The TRAIN statement trains the network in order to find the best weights
(parameter estimates) that accurately reflect the training data.
train;
The first SCORE statement scores the training data. The OUT= option
identifies the output data set that contains outputs. The OUTFIT= option
identifies the output data set that contains fit statistics.
score out=out outfit=fit;
The second SCORE statement specifies the score data set that you want
to score in conjunction with training.
score data=sampsio.dmsring out=gridout;
title 'MLP with 3 Hidden Units';
run;
PROC PRINT lists selected training fit statistics.

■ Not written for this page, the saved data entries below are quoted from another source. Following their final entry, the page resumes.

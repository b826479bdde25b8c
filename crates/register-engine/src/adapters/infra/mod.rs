//! Infrastructure Adapters
//!
//! Implementations of infrastructure traits (Time, Ids).

mod ids;
mod time;

pub use ids::{SequentialIdGenerator, UuidGenerator};
pub use time::{FixedClock, SystemClock};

proc print data=fit noobs label;
var _aic_ _ase_ _max_ _rfpe_ _misc_ _wrong_;
where _name_ = 'OVERALL';
title2 'Fits Statistics for the Training Data Set';
run;
PROC FREQ creates a misclassification table for the training data. The
F_C variable is the actual target value for each case and the I_C variable
is the target value into which the case is classified.
proc freq data=out;
tables f_c*i_c;
title2 'Misclassification Table';
run;
PROC GPLOT plots the classification results for the training data.
proc gplot data=out;
plot y*x=i_c /haxis=axis1 vaxis=axis2;
symbol c=black i=none v=dot;
symbol2 c=black i=none v=square;
symbol3 c=black i=none v=triangle;
axis1 c=black width=2.5 order=(0 to 30 by 5);
axis2 c=black width=2.5 minor=none order=(0 to 20 by 2);
title2 'Classification Results';
run;
PROC GCONTOUR produces a contour plot of the posterior probabilities
for the scored data set.
proc gcontour data=gridout;
plot y*x=p_c1 / pattern ctext=black coutline=gray;
plot y*x=p_c2 / pattern ctext=black coutline=gray;;
plot y*x=p_c3 / pattern ctext=black coutline=gray;;
pattern v=msolid;
legend frame;
title2 'Posterior Probabilities';
run;
The NEURAL Procedure
Example 2: Developing a Neural Network for a Continuous
Target
Features
Specifying Input, Hidden, and Output Layers
q
Defining Direct Connections
q
Scoring Data with the Score Statement
q
Outputting Fit Statistics
q
This example demonstrates how to develop a neural network model for a continuous target. A simple multilayer perceptron
architecture is employed with one hidden unit and direct connections. The example DMDB training data set SAMPSIO.DMBASE
(baseball data set) contains performance measures and salary levels for regular hitters and leading substitute hitters in major
league baseball for the year 1986 (Collier 1987). There is one observation per hitter. The continuous target variable is log of salary
(logsalar).
Prior to fitting the neural network model, the number of original model inputs was reduced based on a preliminary stepwise PROC
DMREG run. The input set from the model with the smallest SBC (Schwarz's Bayesian Criterion) is used as input to the network.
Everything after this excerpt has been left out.